Human Rights

On the commercialisation of education

Recently the High Court of Andhra Pradesh in Nalanda Education Society and Others v. Government of Andhra Pradesh, while dealing with a challenge to the regulation of fee structure for the pupils studying in the private and corporate schools, took serious cognizance of the general and increasingly strident complaints by parents and students, that there is crass commercialisation of education, which is reaching alarming proportions.

Hon’ble Justice Goda Raghuram speaking for the Bench observed:

“Post Independence, India witnessed a gradual transformation, from an initial stage of the State being the principal provider of educational infrastructure and regulator of formal education to being a supporter (grants-in-aid) and to now being largely a mere regulator, contouring and determining academic and faculty standards and infrastructural norms. The State is steadily and inexorably withdrawing from the funding of educational infrastructure at all levels and is content to merely regulate.  Education is now exponentially and largely a free market commodity. With accelerating privatization and an ever increasing demand for education, alongside well meaning philanthropists committed to altruistic support to education, came the carpetbaggers. The scourge of commercialization of education looms large; education is now big business and is occasionally or often pursued with a cynical and ruthless disregard for the raft of intermeshing values that must substrate a rational, benign and sustainable medium for accretion, dissemination and transmission of the wealth of accumulated human knowledge, within a generation or across generations. The Indian State has now a new and emergent item on its governance agenda – containing the rampaging sociopathy of the commercialization of education.”

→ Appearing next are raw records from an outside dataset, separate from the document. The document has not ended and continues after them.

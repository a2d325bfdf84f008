//! Request body model.
//!
//! The external serialization layer decodes request documents into a
//! [`RequestBody`]. Resource endpoints carry full [`DataBody`] values; relationship
//! endpoints carry identifiers only (a `DataBody` with type and id, or `null`).

use crate::{HeronError, ResourceIdentifier};
use serde::{Deserialize, Serialize};
use serde_json::{Map, Value};
use std::collections::BTreeMap;

/// Relationship linkage inside a resource body.
#[derive(Debug, Clone, PartialEq, Eq, Serialize, Deserialize)]
#[serde(untagged)]
pub enum Linkage {
    /// A to-many linkage (possibly empty).
    ToMany(Vec<ResourceIdentifier>),
    /// A to-one linkage; `None` clears the relation.
    ToOne(Option<ResourceIdentifier>),
}

/// A resource object in a request document.
#[derive(Debug, Clone, Default, PartialEq, Serialize, Deserialize)]
pub struct DataBody {
    /// The declared resource type.
    #[serde(rename = "type")]
    pub resource_type: String,
    /// The id, if the client supplied one.
    #[serde(default, skip_serializing_if = "Option::is_none")]
    pub id: Option<String>,
    /// Attribute values.
    #[serde(default)]
    pub attributes: Map<String, Value>,
    /// Relationship linkage keyed by relationship name.
    #[serde(default)]
    pub relationships: BTreeMap<String, Linkage>,
}

impl DataBody {
    /// Creates a body of the given type with no id.
    #[must_use]
    pub fn new(resource_type: impl Into<String>) -> Self {
        Self {
            resource_type: resource_type.into(),
            ..Self::default()
        }
    }

    /// Creates an identifier-only body.
    #[must_use]
    pub fn identifier(resource_type: impl Into<String>, id: impl Into<String>) -> Self {
        Self::new(resource_type).with_id(id)
    }

    /// Sets the id.
    #[must_use]
    pub fn with_id(mut self, id: impl Into<String>) -> Self {
        self.id = Some(id.into());
        self
    }

    /// Sets an attribute.
    #[must_use]
    pub fn with_attribute(mut self, name: impl Into<String>, value: impl Into<Value>) -> Self {
        self.attributes.insert(name.into(), value.into());
        self
    }

    /// Sets a relationship linkage.
    #[must_use]
    pub fn with_relationship(mut self, name: impl Into<String>, linkage: Linkage) -> Self {
        self.relationships.insert(name.into(), linkage);
        self
    }

    /// Converts an identifier-only body into a [`ResourceIdentifier`].
    pub fn to_identifier(&self) -> Result<ResourceIdentifier, HeronError> {
        let id = self.id.as_ref().ok_or_else(|| {
            HeronError::bad_request(format!(
                "linkage of type {} is missing an id",
                self.resource_type
            ))
        })?;
        Ok(ResourceIdentifier::new(self.resource_type.clone(), id.clone()))
    }
}

/// The primary data of a request document.
#[derive(Debug, Clone, PartialEq, Serialize, Deserialize)]
#[serde(untagged)]
pub enum PrimaryBody {
    /// An array of resource objects.
    Many(Vec<DataBody>),
    /// A single resource object.
    One(DataBody),
}

/// A decoded request document.
#[derive(Debug, Clone, Default, PartialEq, Serialize, Deserialize)]
pub struct RequestBody {
    /// The primary data; `None` for a `null` or missing `data` member.
    #[serde(default)]
    pub data: Option<PrimaryBody>,
}

impl RequestBody {
    /// Creates a document with a single resource object.
    #[must_use]
    pub fn one(data: DataBody) -> Self {
        Self {
            data: Some(PrimaryBody::One(data)),
        }
    }

    /// Creates a document with an array of resource objects.
    #[must_use]
    pub fn many(data: Vec<DataBody>) -> Self {
        Self {
            data: Some(PrimaryBody::Many(data)),
        }
    }

    /// Creates a document with `null` primary data.
    #[must_use]
    pub fn null() -> Self {
        Self { data: None }
    }

    /// Returns the single resource object, or a bad request error.
    pub fn single(&self) -> Result<&DataBody, HeronError> {
        match &self.data {
            Some(PrimaryBody::One(data)) => Ok(data),
            Some(PrimaryBody::Many(_)) => Err(HeronError::bad_request(
                "expected a single resource object, got an array",
            )),
            None => Err(HeronError::bad_request("request document has no data")),
        }
    }

    /// Interprets the primary data as to-one linkage.
    pub fn to_one_linkage(&self) -> Result<Option<ResourceIdentifier>, HeronError> {
        match &self.data {
            None => Ok(None),
            Some(PrimaryBody::One(data)) => data.to_identifier().map(Some),
            Some(PrimaryBody::Many(_)) => Err(HeronError::bad_request(
                "to-one relationship expects a single identifier or null",
            )),
        }
    }

    /// Interprets the primary data as to-many linkage.
    pub fn to_many_linkage(&self) -> Result<Vec<ResourceIdentifier>, HeronError> {
        match &self.data {
            Some(PrimaryBody::Many(data)) => data.iter().map(DataBody::to_identifier).collect(),
            _ => Err(HeronError::bad_request(
                "to-many relationship expects an array of identifiers",
            )),
        }
    }
}
//! Configuration sections.

use serde::{Deserialize, Serialize};

/// Engine configuration section.
///
/// # Example
///
/// ```
/// use heron_config::EngineConfig;
///
/// let config = EngineConfig::default();
/// assert_eq!(config.base_path, "/");
/// assert!(config.verify_on_startup);
/// ```
#[derive(Debug, Clone, Serialize, Deserialize, PartialEq, Eq)]
#[serde(deny_unknown_fields)]
pub struct EngineConfig {
    /// Prefix stripped from every request path before parsing (e.g. "/api").
    #[serde(default = "default_base_path")]
    pub base_path: String,

    /// Verify every registered resource type when the engine is built.
    #[serde(default = "default_true")]
    pub verify_on_startup: bool,

    /// Include internal detail in server-class error documents.
    #[serde(default)]
    pub expose_internal_errors: bool,

    /// Largest id list accepted in a single resource path.
    #[serde(default = "default_max_ids_per_request")]
    pub max_ids_per_request: usize,
}

impl Default for EngineConfig {
    fn default() -> Self {
        Self {
            base_path: default_base_path(),
            verify_on_startup: true,
            expose_internal_errors: false,
            max_ids_per_request: default_max_ids_per_request(),
        }
    }
}

fn default_base_path() -> String {
    "/".to_string()
}

fn default_max_ids_per_request() -> usize {
    100
}

/// Log format.
#[derive(Debug, Clone, Copy, Serialize, Deserialize, PartialEq, Eq, Default)]
#[serde(rename_all = "lowercase")]
pub enum LogFormat {
    /// JSON formatted logs (production).
    #[default]
    Json,
    /// Human-readable pretty format (development).
    Pretty,
}

/// Logging configuration.
#[derive(Debug, Clone, Serialize, Deserialize, PartialEq, Eq)]
#[serde(deny_unknown_fields)]
pub struct LoggingConfig {
    /// Enable logging.
    #[serde(default = "default_true")]
    pub enabled: bool,

    /// Filter directive (trace, debug, info, warn, error, or per-target).
    #[serde(default = "default_log_level")]
    pub level: String,

    /// Log output format.
    #[serde(default)]
    pub format: LogFormat,

    /// Include ANSI color codes in pretty output.
    #[serde(default)]
    pub ansi_enabled: bool,

    /// Include source file and line in logs.
    #[serde(default)]
    pub include_location: bool,
}

impl Default for LoggingConfig {
    fn default() -> Self {
        Self {
            enabled: true,
            level: default_log_level(),
            format: LogFormat::default(),
            ansi_enabled: false,
            include_location: false,
        }
    }
}

fn default_log_level() -> String {
    "info".to_string()
}

/// Metrics configuration.
#[derive(Debug, Clone, Serialize, Deserialize, PartialEq)]
#[serde(deny_unknown_fields)]
pub struct MetricsConfig {
    /// Enable metrics collection.
    #[serde(default = "default_true")]
    pub enabled: bool,

    /// Histogram bucket boundaries for request duration, in seconds.
    #[serde(default = "default_histogram_buckets")]
    pub histogram_buckets: Vec<f64>,
}

impl Default for MetricsConfig {
    fn default() -> Self {
        Self {
            enabled: true,
            histogram_buckets: default_histogram_buckets(),
        }
    }
}

fn default_histogram_buckets() -> Vec<f64> {
    heron_telemetry::MetricsConfig::default().duration_buckets
}

/// Telemetry configuration section.
#[derive(Debug, Clone, Serialize, Deserialize, PartialEq, Default)]
#[serde(deny_unknown_fields)]
pub struct TelemetryConfigSection {
    /// Logging configuration.
    #[serde(default)]
    pub logging: LoggingConfig,

    /// Metrics configuration.
    #[serde(default)]
    pub metrics: MetricsConfig,
}

impl From<&TelemetryConfigSection> for heron_telemetry::TelemetryConfig {
    fn from(section: &TelemetryConfigSection) -> Self {
        let logging = &section.logging;
        Self {
            logging: heron_telemetry::LogConfig {
                enabled: logging.enabled,
                level: logging.level.clone(),
                json_format: logging.format == LogFormat::Json,
                span_events: logging.format == LogFormat::Pretty,
                file_line_info: logging.include_location,
                ansi: logging.ansi_enabled,
                include_target: true,
            },
            metrics: heron_telemetry::MetricsConfig {
                enabled: section.metrics.enabled,
                duration_buckets: section.metrics.histogram_buckets.clone(),
            },
        }
    }
}

fn default_true() -> bool {
    true
}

Despite these observations, the Court set aside an attempted regulation of fee structure by the Government of Andhra Pradesh as being a misadventure. The Court held that the State must evolve effective and sensitive tools to regulate the educational sphere, to maintain that delicate balance between academic and operational autonomy of private unaided educational institutions and the legitimate Governmental interest in ensuring that these private entities do not indulge in profiteering.

Justice Raghuram observed: “In the matter of fee regulation the State must maintain that delicate balance; between permissible regulation to verify and prevent profiteering and collection of capitation fee by the management of a private unaided educational institution in whatsoever form, garb, guise or camouflage on the one hand and avoidance of undue intrusion into the operational, managerial and academic autonomy of the institution, on the other. This balance is the nucleus and essence of the guaranteed right under Article 19(1)(g). The fee regulating authority must be sensitive to and conscious of the broad spectrum of academic and operational autonomy that inheres in a private unaided educational institution….The instruments of regulation must be nuanced and appropriately calibrated to ensure effective but non-invasive oversight.”

According to the Court, an effective execution of the role of a regulator was possible only through informed discourse and a rational analysis after due consultation with relevant areas of expertise.

A perusal of the judgment drives home hard, the fact that it is high time, that the Governments evolve with utmost expedition, fair and effective instruments to curb profiteering and the collection of capitation fees. However since regulation of the educational sphere ‘is a pious platitude which is not calculated to give any mileage either to the politician or to his political party,’ one wonders if it is time for governments to pass on the baton to independent regulators.